[[ Exercise material, beginning ]]
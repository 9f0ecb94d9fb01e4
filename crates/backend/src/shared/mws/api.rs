use async_trait::async_trait;

use super::error::MwsError;
use super::fields::FieldMap;
use super::tree::XmlNode;

/// Remote marketplace API surface, one method per wire operation the
/// use cases need. Implemented by the signed HTTP client and by the
/// scripted mock used in tests.
///
/// Every method resolves to the parsed response tree. Callers navigate
/// it with the forgiving [`XmlNode`] accessors instead of binding to a
/// response schema.
#[async_trait]
pub trait MwsApi: Send + Sync {
    /// SubmitFeed: upload a feed document for processing
    async fn submit_feed(
        &self,
        feed_content: &str,
        feed_type: &str,
        marketplace_ids: &[String],
    ) -> Result<XmlNode, MwsError>;

    /// GetFeedSubmissionList: current processing status of submissions
    async fn get_feed_submission_list(
        &self,
        submission_ids: &[String],
    ) -> Result<XmlNode, MwsError>;

    /// GetFeedSubmissionResult: processing report for one submission
    async fn get_feed_submission_result(&self, submission_id: &str)
        -> Result<XmlNode, MwsError>;

    /// CancelFeedSubmissions: request cancellation of submissions
    async fn cancel_feed_submissions(
        &self,
        submission_ids: &[String],
    ) -> Result<XmlNode, MwsError>;

    /// CreateFulfillmentOrder: hand an order to the fulfillment network
    async fn create_fulfillment_order(&self, fields: &FieldMap) -> Result<XmlNode, MwsError>;

    /// GetFulfillmentOrder: remote state of one fulfillment order
    async fn get_fulfillment_order(&self, fulfillment_id: &str) -> Result<XmlNode, MwsError>;

    /// ListInventorySupply: fulfillable quantity per SKU
    async fn list_inventory_supply(&self, skus: &[String]) -> Result<XmlNode, MwsError>;

    /// ListMarketplaceParticipations: marketplaces the seller trades in
    async fn list_marketplace_participations(&self) -> Result<XmlNode, MwsError>;

    /// GetMatchingProductForId: catalog lookup by external identifier
    async fn get_matching_product_for_id(
        &self,
        marketplace_id: Option<&str>,
        id_type: &str,
        ids: &[String],
    ) -> Result<XmlNode, MwsError>;
}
[[ Exercise material, end ]]
**Task objective**
Would you copy the data exactly as shown above?

**Response below**
repository 9f0ecb94d9fb01e4
filename crates/backend/src/shared/mws/api.rs
use async_trait::async_trait;

use super::error::MwsError;
use super::fields::FieldMap;
use super::tree::XmlNode;

/// Remote marketplace API surface, one method per wire operation the
/// use cases need. Implemented by the signed HTTP client and by the
/// scripted mock used in tests.
///
/// Every method resolves to the parsed response tree. Callers navigate
/// it with the forgiving [`XmlNode`] accessors instead of binding to a
/// response schema.
#[async_trait]
pub trait MwsApi: Send + Sync {
    /// SubmitFeed: upload a feed document for processing
    async fn submit_feed(
        &self,
        feed_content: &str,
        feed_type: &str,
        marketplace_ids: &[String],
    ) -> Result<XmlNode, MwsError>;

    /// GetFeedSubmissionList: current processing status of submissions
    async fn get_feed_submission_list(
        &self,
        submission_ids: &[String],
    ) -> Result<XmlNode, MwsError>;

    /// GetFeedSubmissionResult: processing report for one submission
    async fn get_feed_submission_result(&self, submission_id: &str)
        -> Result<XmlNode, MwsError>;

    /// CancelFeedSubmissions: request cancellation of submissions
    async fn cancel_feed_submissions(
        &self,
        submission_ids: &[String],
    ) -> Result<XmlNode, MwsError>;

    /// CreateFulfillmentOrder: hand an order to the fulfillment network
    async fn create_fulfillment_order(&self, fields: &FieldMap) -> Result<XmlNode, MwsError>;

    /// GetFulfillmentOrder: remote state of one fulfillment order
    async fn get_fulfillment_order(&self, fulfillment_id: &str) -> Result<XmlNode, MwsError>;

    /// ListInventorySupply: fulfillable quantity per SKU
    async fn list_inventory_supply(&self, skus: &[String]) -> Result<XmlNode, MwsError>;

    /// ListMarketplaceParticipations: marketplaces the seller trades in
    async fn list_marketplace_participations(&self) -> Result<XmlNode, MwsError>;

    /// GetMatchingProductForId: catalog lookup by external identifier
    async fn get_matching_product_for_id(
        &self,
        marketplace_id: Option<&str>,
        id_type: &str,
        ids: &[String],
    ) -> Result<XmlNode, MwsError>;
}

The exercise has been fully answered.